[Extracted records]
---*---

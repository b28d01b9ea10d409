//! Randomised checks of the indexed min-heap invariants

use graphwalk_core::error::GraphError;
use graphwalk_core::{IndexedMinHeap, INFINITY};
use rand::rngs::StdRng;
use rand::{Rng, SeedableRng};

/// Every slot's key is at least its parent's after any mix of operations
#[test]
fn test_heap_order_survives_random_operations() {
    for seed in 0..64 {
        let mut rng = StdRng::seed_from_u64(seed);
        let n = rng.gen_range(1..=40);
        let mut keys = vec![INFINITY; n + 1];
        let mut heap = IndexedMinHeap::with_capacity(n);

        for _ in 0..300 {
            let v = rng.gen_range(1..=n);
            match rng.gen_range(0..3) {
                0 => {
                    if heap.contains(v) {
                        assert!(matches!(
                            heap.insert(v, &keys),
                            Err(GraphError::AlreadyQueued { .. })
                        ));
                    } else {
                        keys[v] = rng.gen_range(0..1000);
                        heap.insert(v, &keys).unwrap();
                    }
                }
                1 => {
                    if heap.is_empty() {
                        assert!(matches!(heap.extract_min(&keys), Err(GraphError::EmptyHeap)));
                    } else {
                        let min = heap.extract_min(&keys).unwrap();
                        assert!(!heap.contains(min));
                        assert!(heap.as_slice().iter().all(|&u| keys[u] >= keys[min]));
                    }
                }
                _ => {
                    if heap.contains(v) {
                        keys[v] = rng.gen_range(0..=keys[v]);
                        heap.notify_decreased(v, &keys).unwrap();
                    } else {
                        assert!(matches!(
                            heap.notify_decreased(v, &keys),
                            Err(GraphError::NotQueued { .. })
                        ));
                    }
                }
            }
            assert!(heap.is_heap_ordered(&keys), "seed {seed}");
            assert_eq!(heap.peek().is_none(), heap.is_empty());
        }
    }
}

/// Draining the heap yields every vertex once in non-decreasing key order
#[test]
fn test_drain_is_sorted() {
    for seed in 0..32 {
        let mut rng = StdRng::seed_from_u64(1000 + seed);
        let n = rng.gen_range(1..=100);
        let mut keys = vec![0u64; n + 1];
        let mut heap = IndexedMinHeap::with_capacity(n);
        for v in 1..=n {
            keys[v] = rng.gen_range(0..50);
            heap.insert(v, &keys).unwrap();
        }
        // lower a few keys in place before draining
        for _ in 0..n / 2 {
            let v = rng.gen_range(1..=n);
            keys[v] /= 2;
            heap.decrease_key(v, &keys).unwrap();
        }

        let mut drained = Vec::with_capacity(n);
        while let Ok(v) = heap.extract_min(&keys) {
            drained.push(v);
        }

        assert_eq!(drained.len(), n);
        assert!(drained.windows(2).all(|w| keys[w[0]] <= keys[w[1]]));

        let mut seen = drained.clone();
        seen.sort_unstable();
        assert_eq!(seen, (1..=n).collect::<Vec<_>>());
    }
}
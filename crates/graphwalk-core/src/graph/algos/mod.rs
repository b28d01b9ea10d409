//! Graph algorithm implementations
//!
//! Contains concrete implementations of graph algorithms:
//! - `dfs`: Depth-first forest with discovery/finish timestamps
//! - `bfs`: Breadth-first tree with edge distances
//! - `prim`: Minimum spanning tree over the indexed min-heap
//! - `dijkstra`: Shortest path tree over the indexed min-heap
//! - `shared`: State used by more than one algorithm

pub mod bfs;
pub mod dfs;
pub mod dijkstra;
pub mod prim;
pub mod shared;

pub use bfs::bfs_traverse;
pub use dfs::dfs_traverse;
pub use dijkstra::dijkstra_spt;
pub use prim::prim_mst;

---*---

Could you quote, exactly as they appear, the line containing "Contains concrete implementations" and every line after it to the end of the records above?

//! Contains concrete implementations of graph algorithms:
//! - `dfs`: Depth-first forest with discovery/finish timestamps
//! - `bfs`: Breadth-first tree with edge distances
//! - `prim`: Minimum spanning tree over the indexed min-heap
//! - `dijkstra`: Shortest path tree over the indexed min-heap
//! - `shared`: State used by more than one algorithm

pub mod bfs;
pub mod dfs;
pub mod dijkstra;
pub mod prim;
pub mod shared;

pub use bfs::bfs_traverse;
pub use dfs::dfs_traverse;
pub use dijkstra::dijkstra_spt;
pub use prim::prim_mst;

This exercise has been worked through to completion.